Guess what? I haven't showered for FOUR days. I had a choice.

Shower? Clean up the house? Grocery shop? Christmas shop? Wrap presents? Decorate a tree?

I didn't put up a tree, although I did get the fakie out of the closet. I didn't send out cards, although I did sign them. I didn't decorate, celebrate, call anyone, or do anything except what I absolutely had to do for the youngster. He got gifts and they were wrapped.

I still haven't showered. Good thing I am on vacation.
I have, however, slept 75 of the last 100 hours...

I'm tired and I am sick of being tired, and I tell people who don't get it to wake me up when they DO.

Oh, I knew you'd all understand.... I wish I could come over and give each of you a big hug.

I also feel guilty sometimes, like if I took better care of myself I'd have more energy or something. I manage it the best that I can and that's all I can do.

I'm glad I shared my whine with all of you...

Love you all bunches...

Now, back to veg mode...

Wiz, fatigue and pain are the two most common complaints I have. Pain causes more fatigue if I don't get a handle on it. But that's a different kind of fatigue, it just plain wears me out.

I take provigil every day and drink a lot of coffee. It still doesn't get me through the day the way I want, but oh well, whatever. It's the way it is and there's nothing I can do about it.

I used to take 400mg of provigil and would have that afternoon crash. I backed off to 200mg and don't have that afternoon crash and feel better but still deal with the fatigue at the same level. I don't get enough sleep at night but there is nothing I can do about it. It's what it is. Period.

So, I deal. If others don't, that's their problem.

I have learned to ignore what I can't get done around the house. I have a fully retired DH who has lots of free time. If he wants it done, he can do it. We have this joke about dust in the house. I am 5'4", he is 6'. He used to complain about dust on the top of the refrigerator. I told him I can't see it. If it bothers him, clean it. Same with the blades on the fans. I cannot see the tops.

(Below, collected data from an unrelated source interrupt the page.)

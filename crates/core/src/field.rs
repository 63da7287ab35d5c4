//! Editable fields of the assessment and the values they accept.

use serde::{Deserialize, Serialize};
use crate::draft::{CareTargetStatus, Gender, MealType};

/// A field of [`crate::AssessmentDraft`] that can be written by the UI.
///
/// The member id is deliberately absent: it is fixed by the host.
#[derive(Debug, Clone, Copy, PartialEq, Eq, Hash, PartialOrd, Ord, Serialize, Deserialize)]
#[serde(rename_all = "camelCase")]
pub enum Field {
    /// Member's gender
    Gender,
    /// Year of birth
    BirthYear,
    /// ADL: moving about (1..=3)
    MobilityLevel,
    /// ADL: eating (1..=3)
    EatingLevel,
    /// ADL: toileting (1..=3)
    ToiletLevel,
    /// ADL: communication (1..=3)
    CommunicationLevel,
    /// Long-term care insurance grade (1..=8)
    LtciGrade,
    /// Where care is sought
    CareTargetStatus,
    /// Meal form
    MealType,
    /// Diagnosed conditions, free text
    DiseaseTypes,
    /// Free-form notes
    Notes,
    /// Who filled in the assessment
    AssessorName,
    /// Assessor's relation to the member
    AssessorRelation,
}

impl Field {
    /// Every editable field, in form order.
    pub const ALL: [Field; 13] = [
        Field::Gender,
        Field::BirthYear,
        Field::MobilityLevel,
        Field::EatingLevel,
        Field::ToiletLevel,
        Field::CommunicationLevel,
        Field::LtciGrade,
        Field::CareTargetStatus,
        Field::MealType,
        Field::DiseaseTypes,
        Field::Notes,
        Field::AssessorName,
        Field::AssessorRelation,
    ];

    /// The four activities-of-daily-living sub-scores.
    pub const ADL: [Field; 4] = [
        Field::MobilityLevel,
        Field::EatingLevel,
        Field::ToiletLevel,
        Field::CommunicationLevel,
    ];

    /// Wire name (camelCase, as persisted).
    pub fn as_str(&self) -> &'static str {
        match self {
            Field::Gender => "gender",
            Field::BirthYear => "birthYear",
            Field::MobilityLevel => "mobilityLevel",
            Field::EatingLevel => "eatingLevel",
            Field::ToiletLevel => "toiletLevel",
            Field::CommunicationLevel => "communicationLevel",
            Field::LtciGrade => "ltciGrade",
            Field::CareTargetStatus => "careTargetStatus",
            Field::MealType => "mealType",
            Field::DiseaseTypes => "diseaseTypes",
            Field::Notes => "notes",
            Field::AssessorName => "assessorName",
            Field::AssessorRelation => "assessorRelation",
        }
    }

    /// Kind of value this field accepts.
    pub fn kind(&self) -> FieldKind {
        match self {
            Field::Gender => FieldKind::Gender,
            Field::BirthYear
            | Field::MobilityLevel
            | Field::EatingLevel
            | Field::ToiletLevel
            | Field::CommunicationLevel
            | Field::LtciGrade => FieldKind::Integer,
            Field::CareTargetStatus => FieldKind::CareTarget,
            Field::MealType => FieldKind::Meal,
            Field::DiseaseTypes | Field::Notes | Field::AssessorName | Field::AssessorRelation => {
                FieldKind::Text
            }
        }
    }
}

impl std::fmt::Display for Field {
    fn fmt(&self, f: &mut std::fmt::Formatter<'_>) -> std::fmt::Result {
        f.write_str(self.as_str())
    }
}

impl std::str::FromStr for Field {
    type Err = String;

    fn from_str(s: &str) -> Result<Self, Self::Err> {
        Field::ALL
            .into_iter()
            .find(|f| f.as_str().eq_ignore_ascii_case(s.trim()))
            .ok_or_else(|| format!("unknown field: {}", s))
    }
}

/// Kind of value a field accepts.
#[derive(Debug, Clone, Copy, PartialEq, Eq)]
pub enum FieldKind {
    /// Whole number
    Integer,
    /// Free text
    Text,
    /// [`Gender`]
    Gender,
    /// [`CareTargetStatus`]
    CareTarget,
    /// [`MealType`]
    Meal,
}

impl std::fmt::Display for FieldKind {
    fn fmt(&self, f: &mut std::fmt::Formatter<'_>) -> std::fmt::Result {
        let s = match self {
            FieldKind::Integer => "integer",
            FieldKind::Text => "text",
            FieldKind::Gender => "gender",
            FieldKind::CareTarget => "care target status",
            FieldKind::Meal => "meal type",
        };
        f.write_str(s)
    }
}

/// A value written to or read from a field.
#[derive(Debug, Clone, PartialEq, Eq, Serialize, Deserialize)]
#[serde(tag = "kind", content = "value", rename_all = "camelCase")]
pub enum FieldValue {
    /// No value; clears the field.
    Empty,
    /// Whole number
    Integer(i64),
    /// Free text
    Text(String),
    /// Gender
    Gender(Gender),
    /// Care target status
    CareTarget(CareTargetStatus),
    /// Meal type
    Meal(MealType),
}

impl FieldValue {
    /// Parse user input for `field`. Blank input yields `Empty`.
    pub fn parse(field: Field, input: &str) -> Result<Self, String> {
        let input = input.trim();
        if input.is_empty() {
            return Ok(FieldValue::Empty);
        }

        match field.kind() {
            FieldKind::Integer => input
                .parse::<i64>()
                .map(FieldValue::Integer)
                .map_err(|_| format!("{} expects a whole number, got '{}'", field, input)),
            FieldKind::Text => Ok(FieldValue::Text(input.to_string())),
            FieldKind::Gender => input.parse().map(FieldValue::Gender),
            FieldKind::CareTarget => input.parse().map(FieldValue::CareTarget),
            FieldKind::Meal => input.parse().map(FieldValue::Meal),
        }
    }

    /// Whether this value counts as filled in.
    pub fn is_present(&self) -> bool {
        match self {
            FieldValue::Empty => false,
            FieldValue::Text(s) => !s.trim().is_empty(),
            _ => true,
        }
    }

    /// Integer payload, if any.
    pub fn as_integer(&self) -> Option<i64> {
        match self {
            FieldValue::Integer(v) => Some(*v),
            _ => None,
        }
    }

    pub(crate) fn fits(&self, kind: FieldKind) -> bool {
        matches!(
            (self, kind),
            (FieldValue::Empty, _)
                | (FieldValue::Integer(_), FieldKind::Integer)
                | (FieldValue::Text(_), FieldKind::Text)
                | (FieldValue::Gender(_), FieldKind::Gender)
                | (FieldValue::CareTarget(_), FieldKind::CareTarget)
                | (FieldValue::Meal(_), FieldKind::Meal)
        )
    }

    pub(crate) fn into_integer(self) -> Option<i64> {
        self.as_integer()
    }

    pub(crate) fn into_text(self) -> Option<String> {
        match self {
            FieldValue::Text(s) => Some(s),
            _ => None,
        }
    }

    pub(crate) fn into_gender(self) -> Option<Gender> {
        match self {
            FieldValue::Gender(g) => Some(g),
            _ => None,
        }
    }

    pub(crate) fn into_care_target(self) -> Option<CareTargetStatus> {
        match self {
            FieldValue::CareTarget(c) => Some(c),
            _ => None,
        }
    }

    pub(crate) fn into_meal(self) -> Option<MealType> {
        match self {
            FieldValue::Meal(m) => Some(m),
            _ => None,
        }
    }
}

impl std::fmt::Display for FieldValue {
    fn fmt(&self, f: &mut std::fmt::Formatter<'_>) -> std::fmt::Result {
        match self {
            FieldValue::Empty => f.write_str("-"),
            FieldValue::Integer(v) => write!(f, "{}", v),
            FieldValue::Text(s) => f.write_str(s),
            FieldValue::Gender(g) => write!(f, "{:?}", g),
            FieldValue::CareTarget(c) => write!(f, "{:?}", c),
            FieldValue::Meal(m) => write!(f, "{:?}", m),
        }
    }
}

If it bothers him, clean it.

He is slowly, after 33 years, learning that I am not his mother. I don't pick up his dirty laundry, I no longer DO his laundry. If he wants clean clothes, he can do the wash. I am lucky if I can get my own done these days. I work full time, he doesn't. He plays with his friends at the Model Railroad Club.

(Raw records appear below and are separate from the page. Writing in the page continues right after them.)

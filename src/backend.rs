//! Pose-analysis backend client.
//!
//! The backend does all of the pose estimation and rep counting. This side
//! only probes it, asks it to zero a counter, and reads its latest snapshot.

use std::time::Duration;

use async_trait::async_trait;
use serde::Deserialize;
use serde_json::Value;

use crate::error::{ConfigError, FetchError};
use crate::session::state::ExerciseKind;

/// Body of `GET /status`. Parsed leniently; only the 2xx matters.
#[derive(Debug, Clone, Default, PartialEq, Eq, Deserialize)]
pub struct ServerStatus {
    #[serde(default)]
    pub status: String,
    #[serde(default)]
    pub exercises: Vec<String>,
    #[serde(default)]
    pub current_exercise: Option<String>,
}

/// The remote collaborator a session controller talks to.
#[async_trait]
pub trait PoseBackend: Send + Sync {
    /// Reachability probe.
    async fn status(&self) -> Result<ServerStatus, FetchError>;

    /// Zero the server-side rep counter for `kind`.
    async fn reset_count(&self, kind: ExerciseKind) -> Result<(), FetchError>;

    /// Latest pose-analysis snapshot, unvalidated.
    async fn exercise_data(&self) -> Result<Value, FetchError>;

    /// Display-only processed video stream.
    fn video_feed_url(&self, kind: ExerciseKind) -> String;
}

/// `PoseBackend` over plain HTTP.
pub struct HttpPoseBackend {
    base_url: String,
    client: reqwest::Client,
}

impl HttpPoseBackend {
    pub fn new(base_url: impl Into<String>, timeout: Duration) -> Result<Self, ConfigError> {
        let client = reqwest::Client::builder()
            .timeout(timeout)
            .build()
            .map_err(|e| ConfigError::HttpClient(e.to_string()))?;
        Ok(Self::with_client(base_url, client))
    }

    pub fn with_client(base_url: impl Into<String>, client: reqwest::Client) -> Self {
        Self {
            base_url: base_url.into().trim_end_matches('/').to_string(),
            client,
        }
    }

    fn url(&self, path: &str) -> String {
        format!("{}{path}", self.base_url)
    }

    async fn get(
        &self,
        path: &str,
        query: &[(&str, &str)],
    ) -> Result<reqwest::Response, FetchError> {
        let resp = self
            .client
            .get(self.url(path))
            .query(query)
            .send()
            .await
            .map_err(|e| FetchError::Transport {
                endpoint: path.to_string(),
                reason: e.to_string(),
            })?;

        if !resp.status().is_success() {
            return Err(FetchError::Status {
                endpoint: path.to_string(),
                status: resp.status().as_u16(),
            });
        }
        Ok(resp)
    }
}

#[async_trait]
impl PoseBackend for HttpPoseBackend {
    async fn status(&self) -> Result<ServerStatus, FetchError> {
        let resp = self.get("/status", &[]).await?;
        Ok(resp.json::<ServerStatus>().await.unwrap_or_default())
    }

    async fn reset_count(&self, kind: ExerciseKind) -> Result<(), FetchError> {
        self.get("/reset_count", &[("exercise", kind.as_str())])
            .await
            .map(|_| ())
    }

    async fn exercise_data(&self) -> Result<Value, FetchError> {
        let resp = self.get("/exercise_data", &[]).await?;
        resp.json::<Value>().await.map_err(|e| FetchError::Decode {
            endpoint: "/exercise_data".to_string(),
            reason: e.to_string(),
        })
    }

    fn video_feed_url(&self, kind: ExerciseKind) -> String {
        format!("{}/video_feed?exercise={}", self.base_url, kind.as_str())
    }
}
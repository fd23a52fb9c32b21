//! Wellness Coach: exercise session controller plus diet and nutrition clients.

pub(crate) mod api;
pub mod backend;
pub mod capture;
pub mod config;
pub mod diet;
pub mod error;
pub mod nutrition;
pub mod session;
pub mod speech;
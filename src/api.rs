//! Shared JSON-over-HTTP plumbing for the diet and nutrition services.
//!
//! Both services answer with an envelope carrying `success` and, on failure,
//! an `error` string. This maps that envelope and the HTTP status onto
//! `ApiError` so the clients only deal with their payload types.

use std::time::Duration;

use reqwest::StatusCode;
use serde::Serialize;
use serde::de::DeserializeOwned;
use serde_json::Value;

use crate::error::{ApiError, ConfigError};

pub(crate) struct ApiClient {
    service: &'static str,
    base_url: String,
    client: reqwest::Client,
}

impl ApiClient {
    pub(crate) fn new(
        service: &'static str,
        base_url: impl Into<String>,
        timeout: Duration,
    ) -> Result<Self, ConfigError> {
        let client = reqwest::Client::builder()
            .timeout(timeout)
            .build()
            .map_err(|e| ConfigError::HttpClient(e.to_string()))?;
        Ok(Self::with_client(service, base_url, client))
    }

    pub(crate) fn with_client(
        service: &'static str,
        base_url: impl Into<String>,
        client: reqwest::Client,
    ) -> Self {
        Self {
            service,
            base_url: base_url.into().trim_end_matches('/').to_string(),
            client,
        }
    }

    pub(crate) async fn get_json<T: DeserializeOwned>(&self, path: &str) -> Result<T, ApiError> {
        let resp = self
            .client
            .get(format!("{}{path}", self.base_url))
            .send()
            .await
            .map_err(|e| self.transport(e))?;
        self.read(resp).await
    }

    pub(crate) async fn post_json<B, T>(&self, path: &str, body: &B) -> Result<T, ApiError>
    where
        B: Serialize + ?Sized,
        T: DeserializeOwned,
    {
        let resp = self
            .client
            .post(format!("{}{path}", self.base_url))
            .json(body)
            .send()
            .await
            .map_err(|e| self.transport(e))?;
        self.read(resp).await
    }

    fn transport(&self, e: reqwest::Error) -> ApiError {
        ApiError::Transport {
            service: self.service.to_string(),
            reason: e.to_string(),
        }
    }

    async fn read<T: DeserializeOwned>(&self, resp: reqwest::Response) -> Result<T, ApiError> {
        let status = resp.status();
        let bytes = resp.bytes().await.map_err(|e| self.transport(e))?;
        let body: Option<Value> = serde_json::from_slice(&bytes).ok();
        let error_text = body
            .as_ref()
            .and_then(|v| v.get("error"))
            .and_then(Value::as_str)
            .map(str::to_string);

        match status {
            StatusCode::NOT_FOUND => {
                return Err(ApiError::NotFound(
                    error_text.unwrap_or_else(|| "resource not found".to_string()),
                ));
            }
            StatusCode::BAD_REQUEST => {
                return Err(ApiError::Validation(
                    error_text.unwrap_or_else(|| "bad request".to_string()),
                ));
            }
            s if !s.is_success() => {
                return Err(ApiError::Server {
                    service: self.service.to_string(),
                    message: error_text.unwrap_or_else(|| format!("HTTP {}", s.as_u16())),
                });
            }
            _ => {}
        }

        let Some(body) = body else {
            return Err(ApiError::Decode {
                service: self.service.to_string(),
                reason: "response is not JSON".to_string(),
            });
        };

        if body.get("success").and_then(Value::as_bool) == Some(false) {
            return Err(ApiError::Server {
                service: self.service.to_string(),
                message: error_text.unwrap_or_else(|| "request failed".to_string()),
            });
        }

        serde_json::from_value(body).map_err(|e| ApiError::Decode {
            service: self.service.to_string(),
            reason: e.to_string(),
        })
    }
}
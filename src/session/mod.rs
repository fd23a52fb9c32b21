//! Exercise session: state, announcements and the controller that drives them.

pub mod announce;
pub mod controller;
pub mod state;

pub use controller::SessionController;
pub use state::{BackendStatus, ExerciseKind, Phase, PoseSample, SessionState, Stage};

So, yes, Wiz, you are not alone. You are a member a very exclusive club. Feel honored.

Hey Wiz?

I showered!

I'll take that hug now! LOL!

I'd like to take this opportunity to thank you from the bottom of my heart, RW..
Yes, I'm picturing wino's as well..

I'm sorry that you are dealing with all of this Wiz and hope you feel better real soon.

I don't have MS but have CRPS (Complex Regional Pain Syndrome) and possible Fibromyalgia and one of the main symptoms of both of those conditions if lack of energy and exhaustion.

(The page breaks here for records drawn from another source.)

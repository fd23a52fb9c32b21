//! Session state and the pose samples that feed it.

use chrono::{DateTime, Utc};
use serde::{Deserialize, Serialize};
use serde_json::Value;
use uuid::Uuid;

/// Lifecycle phase of an exercise session.
#[derive(Debug, Clone, Copy, PartialEq, Eq, Hash, Serialize, Deserialize)]
#[serde(rename_all = "snake_case")]
pub enum Phase {
    /// No session; nothing held.
    Idle,
    /// Backend is reachable and the camera is being acquired.
    StartingCamera,
    /// Camera held and feedback being polled.
    Active,
    /// Session ended by the user; counters kept for display.
    Stopped,
}

impl Phase {
    /// Phases from which `start()` is legal.
    pub fn can_start(&self) -> bool {
        matches!(self, Self::Idle | Self::Stopped)
    }

    /// Phases in which the camera stream is held.
    pub fn holds_camera(&self) -> bool {
        matches!(self, Self::StartingCamera | Self::Active)
    }
}

impl std::fmt::Display for Phase {
    fn fmt(&self, f: &mut std::fmt::Formatter<'_>) -> std::fmt::Result {
        let s = match self {
            Self::Idle => "idle",
            Self::StartingCamera => "starting_camera",
            Self::Active => "active",
            Self::Stopped => "stopped",
        };
        write!(f, "{s}")
    }
}

/// The exercises the pose backend knows how to count.
#[derive(Debug, Clone, Copy, PartialEq, Eq, Hash, Serialize, Deserialize)]
#[serde(rename_all = "lowercase")]
pub enum ExerciseKind {
    Bicep,
    Pushup,
    Squat,
    Lunge,
    Shoulder,
}

impl ExerciseKind {
    pub const ALL: [ExerciseKind; 5] = [
        Self::Bicep,
        Self::Pushup,
        Self::Squat,
        Self::Lunge,
        Self::Shoulder,
    ];

    /// Wire name used in backend query strings.
    pub fn as_str(&self) -> &'static str {
        match self {
            Self::Bicep => "bicep",
            Self::Pushup => "pushup",
            Self::Squat => "squat",
            Self::Lunge => "lunge",
            Self::Shoulder => "shoulder",
        }
    }

    pub fn display_name(&self) -> &'static str {
        match self {
            Self::Bicep => "Bicep Curls",
            Self::Pushup => "Push-ups",
            Self::Squat => "Squats",
            Self::Lunge => "Lunges",
            Self::Shoulder => "Shoulder Press",
        }
    }

    pub fn description(&self) -> &'static str {
        match self {
            Self::Bicep => "Curl your arms while keeping elbows close to your body",
            Self::Pushup => "Lower your body until chest nearly touches the floor",
            Self::Squat => "Lower your hips as if sitting back into a chair",
            Self::Lunge => "Step forward and lower your hips until both knees are bent at 90°",
            Self::Shoulder => "Raise arms overhead while keeping them straight",
        }
    }
}

impl std::fmt::Display for ExerciseKind {
    fn fmt(&self, f: &mut std::fmt::Formatter<'_>) -> std::fmt::Result {
        f.write_str(self.as_str())
    }
}

impl std::str::FromStr for ExerciseKind {
    type Err = String;

    fn from_str(s: &str) -> Result<Self, Self::Err> {
        let needle = s.trim().to_ascii_lowercase();
        Self::ALL
            .into_iter()
            .find(|k| k.as_str() == needle)
            .ok_or_else(|| format!("unknown exercise '{}'", s.trim()))
    }
}

/// Last reported pose stage.
#[derive(Debug, Clone, Copy, PartialEq, Eq, Default, Serialize, Deserialize)]
#[serde(rename_all = "lowercase")]
pub enum Stage {
    Up,
    Down,
    #[default]
    Unknown,
}

impl Stage {
    fn from_wire(value: Option<&Value>) -> Self {
        match value.and_then(Value::as_str) {
            Some("up") => Self::Up,
            Some("down") => Self::Down,
            _ => Self::Unknown,
        }
    }

    pub fn label(&self) -> &'static str {
        match self {
            Self::Up => "Up",
            Self::Down => "Down",
            Self::Unknown => "Ready",
        }
    }
}

/// Result of the most recent backend health check.
#[derive(Debug, Clone, Copy, PartialEq, Eq, Default, Serialize, Deserialize)]
#[serde(rename_all = "lowercase")]
pub enum BackendStatus {
    #[default]
    Unknown,
    Connected,
    Error,
}

/// One structurally valid `/exercise_data` snapshot.
#[derive(Debug, Clone, PartialEq)]
pub struct PoseSample {
    pub reps: u32,
    pub stage: Stage,
    pub feedback: Vec<String>,
    pub symmetry: f64,
    pub angle: f64,
}

impl PoseSample {
    /// Parse a poll response. Returns `None` unless `reps` is a non-negative number;
    /// every other field falls back to its empty value.
    pub fn from_value(value: &Value) -> Option<Self> {
        let obj = value.as_object()?;

        let reps = match obj.get("reps")? {
            Value::Number(n) => {
                if let Some(u) = n.as_u64() {
                    u32::try_from(u).ok()?
                } else {
                    let f = n.as_f64()?;
                    if !f.is_finite() || f < 0.0 || f > u32::MAX as f64 {
                        return None;
                    }
                    f.trunc() as u32
                }
            }
            _ => return None,
        };

        let feedback = obj
            .get("feedback")
            .and_then(Value::as_array)
            .map(|items| {
                items
                    .iter()
                    .filter_map(Value::as_str)
                    .map(str::to_string)
                    .collect()
            })
            .unwrap_or_default();

        let number = |key: &str| {
            obj.get(key)
                .and_then(Value::as_f64)
                .filter(|f| f.is_finite())
                .unwrap_or(0.0)
        };

        Some(Self {
            reps,
            stage: Stage::from_wire(obj.get("stage")),
            feedback,
            symmetry: number("symmetry"),
            angle: number("angle"),
        })
    }
}

/// Everything the presentation layer can see about the session.
#[derive(Debug, Clone, PartialEq, Serialize)]
pub struct SessionState {
    pub phase: Phase,
    /// Fresh for every run that reaches `StartingCamera`.
    pub session_id: Option<Uuid>,
    pub exercise: Option<ExerciseKind>,
    pub rep_count: u32,
    pub stage: Stage,
    /// Current feedback only, not history.
    pub feedback: Vec<String>,
    pub joint_angle: f64,
    pub symmetry_score: f64,
    pub voice_enabled: bool,
    pub last_announced_rep_count: u32,
    pub last_spoken_message: String,
    pub backend_status: BackendStatus,
    pub started_at: Option<DateTime<Utc>>,
    /// Last user-visible error, cleared on a successful start.
    pub last_error: Option<String>,
}

impl SessionState {
    pub fn new(exercise: Option<ExerciseKind>, voice_enabled: bool) -> Self {
        Self {
            phase: Phase::Idle,
            session_id: None,
            exercise,
            rep_count: 0,
            stage: Stage::Unknown,
            feedback: Vec::new(),
            joint_angle: 0.0,
            symmetry_score: 0.0,
            voice_enabled,
            last_announced_rep_count: 0,
            last_spoken_message: String::new(),
            backend_status: BackendStatus::Unknown,
            started_at: None,
            last_error: None,
        }
    }

    /// Zero the counters, sample fields and announcement watermarks.
    pub fn clear_progress(&mut self) {
        self.rep_count = 0;
        self.stage = Stage::Unknown;
        self.feedback.clear();
        self.joint_angle = 0.0;
        self.symmetry_score = 0.0;
        self.last_announced_rep_count = 0;
        self.last_spoken_message.clear();
    }

    /// Overwrite every sample field from a poll response.
    pub fn apply_sample(&mut self, sample: PoseSample) {
        self.rep_count = sample.reps;
        self.stage = sample.stage;
        self.feedback = sample.feedback;
        self.joint_angle = sample.angle;
        self.symmetry_score = sample.symmetry;
    }
}

impl Default for SessionState {
    fn default() -> Self {
        Self::new(None, false)
    }
}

When I am feeling really tired and exhausted, I often feel like you and lash out at anyone who says something. They might be trying to say something to help me but most of the time, I think that they are doing it just to annoy me. My mum understands my illness thankfully but my dad doesn't and he is forever telling me, "If I just got out more" that I would feel that way but it just doesn't work that way and it is often too much for me to get ready to go out!! My dad and other relatives are forever complaining at me for not going out and it REALLY annoys me and gets me so angry and aggitated and I often can't control myself and just end up saying something to them!!! I honestly think that they will never know what MS or my illness is like unless they have it themselves.

My nanan had Progressive MS and she was the same as me, just couldn't go out as it was too much for her (she was wheelchair bound) and people always used to complain at her or used to say that she wasn't trying hard enough to overcome the MS!!!!

I'm not sure if this applies for MS as when my nanan had it there wasn't much research but when I spoke to my doctor about my illness (CRPS), he told me that Neurological conditions often affect the Limbic part of the brain and that is why we often feel tired and angry. I mentioned it to my dad but he still doesn't "get it" and it really frustrates me!!

Please know that you aren't alone and we are all here for you because we DO understand!

s Wiz....Im amazed at what you CAN do...hang in there

Ali, that's what irritates me so much....people who think it's just a "mind over matter" situation and I should just work harder at trying to "overcome" my MS. There's not enough "eye-roll" icons for me here!!!

What you said about playing pc games !!!!!

Mt dh gives my what-for about that too, and I told him a gazillion times, I do that when that's all I can do. Grrrrr!


Lol - not enough eye roll icons!

Between the pain and the fatigue, honestly I think I'd take the pain. I can work through at least some of that. There is NO working through being 90% aslleep.